Slouching Towards Wall Street… Notes for the Week Ending Friday, 20 Ventose CCXIX
La lenteur des jugements equivaut a l’impunite, l’incertitude de la peine encourage tous les coupables — et cependant on se plaint de la severite de la justice
One glimpse of Delacroix’ famous depiction of proud Marianne fearlessly leading the heroes of the Revolution is enough to send chills down even the most jaded spine. The title of this piece is La liberte Guidant le people — “Lady Liberty leading the people.” It should be noted that the French word peuple has nuanced meanings: it translates as “people” in the anthropological sense (the cave people, the desert people), and in a political sense (We the People). It also has a class connotation meaning hoi polloi — the Rabble or the Common Crowd. In the French Revolution the mass of hardliners — the Parisian sans culottes — proudly applied all three meanings to themselves, as though it was not enough to demand one’s rights as a member of a socially disadvantaged group, but one had to also be proud of one’s disadvantaged status.

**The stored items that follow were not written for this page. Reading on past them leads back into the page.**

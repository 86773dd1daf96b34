//! Integration tests for decoding complete logs
//!
//! Covers the public decoding API end to end:
//! - Minimal logs declared through `F` lines and `H Field` headers
//! - P-frame reconstruction and the bounded prediction history
//! - Auxiliary frame skipping and early stops
//! - Failure on data without headers

use approx::assert_abs_diff_eq;
use bbl_decoder::{
    decode_bbl_bytes, decode_bbl_file, parse_frames, BBLDataStream, BBLDecoder, DecodeError,
    DecoderOptions, FieldEncoding, FieldPredictor, FieldSchema, StopReason,
};
use std::io::Write;
use tempfile::NamedTempFile;

const MINIMAL_LOG: &[u8] =
    b"H Product:Betaflight\nH Version:4.3.0\nF I gyroADC[0]:0:0 gyroADC[1]:0:0 gyroADC[2]:0:0\nS\nI\x64\x7F\x00";

/// Unsigned VB bytes for a value
fn uvb(mut value: u64) -> Vec<u8> {
    let mut bytes = Vec::new();
    while value >= 0x80 {
        bytes.push((value as u8 & 0x7f) | 0x80);
        value >>= 7;
    }
    bytes.push(value as u8);
    bytes
}

/// A log with `H Field` headers: I frames carry absolute values, P frames
/// predict loopIteration by increment, time by straight line and the gyro
/// axes by average of two.
fn header_declared_log(frame_count: usize) -> Vec<u8> {
    let mut data = b"H Product:Blackbox flight data recorder by Nicholas Sherlock\n\
H Firmware revision:Betaflight 4.5.1 (77d01ba3b) AT32F435M\n\
H Field I name:loopIteration,time,gyroADC[0],gyroADC[1],gyroADC[2]\n\
H Field I signed:0,0,1,1,1\n\
H Field I predictor:0,0,0,0,0\n\
H Field I encoding:1,1,0,0,0\n\
H Field P predictor:5,1,2,2,2\n\
H Field P encoding:0,0,0,0,0\n\
H Field P name:loopIteration,time,gyroADC[0],gyroADC[1],gyroADC[2]\n\
S\n"
        .to_vec();

    data.push(b'I');
    data.extend(uvb(0));
    data.extend(uvb(1_000));
    data.extend_from_slice(&[0x10, 0x20, 0x30]);

    for _ in 1..frame_count {
        // zero deltas: every value follows its predictor exactly
        data.extend_from_slice(&[b'P', 0, 0, 0, 0, 0]);
    }
    data
}

#[test]
fn test_minimal_log_decodes_one_frame() {
    let log = decode_bbl_bytes(MINIMAL_LOG).expect("minimal log should decode");

    assert!(log.frame_count >= 1);
    assert_eq!(log.header("Product"), Some("Betaflight"));
    assert_eq!(log.gyro_data.len(), log.frame_count);
    assert_eq!(log.gyro_data[0].gyro_x_raw, -28);
    assert_abs_diff_eq!(log.gyro_data[0].gyro_x, -28.0 / 16.4, epsilon = 1e-9);
}

#[test]
fn test_empty_and_garbage_input_fail() {
    assert!(matches!(decode_bbl_bytes(b""), Err(DecodeError::InvalidHeader(_))));
    assert!(decode_bbl_bytes(b"invalid data").is_err());
}

#[test]
fn test_header_declared_schema() {
    let log = decode_bbl_bytes(&header_declared_log(1)).unwrap();

    let p_def = log.field_definitions.get('P').unwrap();
    assert_eq!(p_def.fields[0].predictor, FieldPredictor::Increment);
    assert_eq!(p_def.fields[2].encoding, FieldEncoding::SignedVb);
    assert!(log.field_definitions.get('I').unwrap().fields[3].signed);

    assert_eq!(log.frame_count, 1);
    assert_eq!(log.gyro_data[0].timestamp, 1_000);
    assert_eq!(log.gyro_data[0].gyro_y_raw, 0x20);
}

#[test]
fn test_fifteen_frames_give_fifteen_samples() {
    let log = decode_bbl_bytes(&header_declared_log(15)).unwrap();

    assert_eq!(log.frame_count, 15);
    assert_eq!(log.gyro_data.len(), 15);
    assert_eq!(log.stats.i_frames, 1);
    assert_eq!(log.stats.p_frames, 14);
    assert!(log.reached_end());

    // straight-line time with zero deltas stays at the I frame's time
    assert!(log.gyro_data.iter().all(|s| s.timestamp == 1_000));
    // average-of-two over equal values keeps the gyro constant
    assert!(log.gyro_data.iter().all(|s| s.gyro_z_raw == 0x30));
    assert_eq!(log.duration(), 0);
}

#[test]
fn test_history_stays_bounded() {
    let data = header_declared_log(15);
    let mut stream = BBLDataStream::new(&data);
    // skip the text header
    let start = data.windows(2).position(|w| w == b"S\n").unwrap() + 2;
    stream.pos = start;

    let log = decode_bbl_bytes(&data).unwrap();
    let output = parse_frames(&mut stream, &log.field_definitions, &DecoderOptions::default());

    assert_eq!(output.gyro_data.len(), 15);
    assert!(output.history.len() <= 10);
    assert_eq!(output.history.previous().unwrap().get("loopIteration"), Some(14));
}

#[test]
fn test_time_advances_by_straight_line() {
    let mut data = header_declared_log(1);
    // first P frame: time delta +500, then a zero-delta frame extrapolates
    data.extend_from_slice(&[b'P', 0]);
    data.extend(uvb(500));
    data.extend_from_slice(&[0, 0, 0]);
    data.extend_from_slice(&[b'P', 0, 0, 0, 0, 0]);

    let log = decode_bbl_bytes(&data).unwrap();
    let timestamps: Vec<i64> = log.gyro_data.iter().map(|s| s.timestamp).collect();
    assert_eq!(timestamps, [1_000, 1_500, 2_000]);
}

#[test]
fn test_auxiliary_frames_and_trailing_garbage() {
    let mut data = header_declared_log(2);
    data.push(b'S');
    data.extend_from_slice(&[1, 2, 3, 4, 5]);
    data.extend_from_slice(&[b'E', 0x0f, 0x00]);
    data.extend_from_slice(&[b'P', 0, 0, 0, 0, 0]);
    let stop_offset = data.len();
    data.extend_from_slice(&[0xff, b'P', 0, 0, 0, 0, 0]);

    let log = decode_bbl_bytes(&data).unwrap();
    assert_eq!(log.frame_count, 3);
    assert_eq!(log.stats.s_frames, 1);
    assert_eq!(log.stats.e_frames, 1);
    assert_eq!(
        log.stop_reason,
        StopReason::UnknownFrameType {
            byte: 0xff,
            offset: stop_offset
        }
    );
}

#[test]
fn test_decoding_is_idempotent() {
    let data = header_declared_log(8);
    let first = decode_bbl_bytes(&data).unwrap();
    let second = BBLDecoder::new().decode_bytes(&data).unwrap();

    assert_eq!(first.headers, second.headers);
    assert_eq!(first.field_definitions, second.field_definitions);
    assert_eq!(first.frame_count, second.frame_count);
    assert_eq!(first.gyro_data, second.gyro_data);
}

#[test]
fn test_invalid_field_codes_fail() {
    let data = b"H Field I name:a,b\nH Field I encoding:1,one\nS\nI\x00\x00";
    let err = decode_bbl_bytes(data).unwrap_err();
    assert!(matches!(err, DecodeError::InvalidSchema(_)));
}

#[test]
fn test_default_schema_fallback() {
    let data = b"H Product:Test\nS\nI\x00\x0a\x01\x02\x03\x00\x00\x00";
    let log = decode_bbl_bytes(data).unwrap();
    assert_eq!(log.field_definitions, FieldSchema::default_schema());
    assert_eq!(log.gyro_data[0].timestamp, 10);
    assert_eq!(log.gyro_data[0].gyro_y_raw, 2);
}

#[test]
fn test_decode_file() {
    let mut file = NamedTempFile::new().expect("Failed to create temp file");
    file.write_all(MINIMAL_LOG).unwrap();

    let log = decode_bbl_file(file.path()).unwrap();
    assert_eq!(log.frame_count, 1);
    assert_eq!(log.header("Version"), Some("4.3.0"));
}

This led to an embedding of poverty and lack of education as twin badges of honor, with the result that the emotional self interest of Paris’ revolutionary Commune exerted greater influence over the votes of the various organs of revolutionary government than did the party activists themselves. Indeed, it was the Commune’s rejection that led to Robespierre’s abrupt downfall.
Depictions of heroic women in martial poses became a staple of the French Revolution. The female embodiment of the Jacobin ideal was dubbed Marianne and is often depicted in classical semi-deshabille and the official headgear of the revolution — the Phrygian cap.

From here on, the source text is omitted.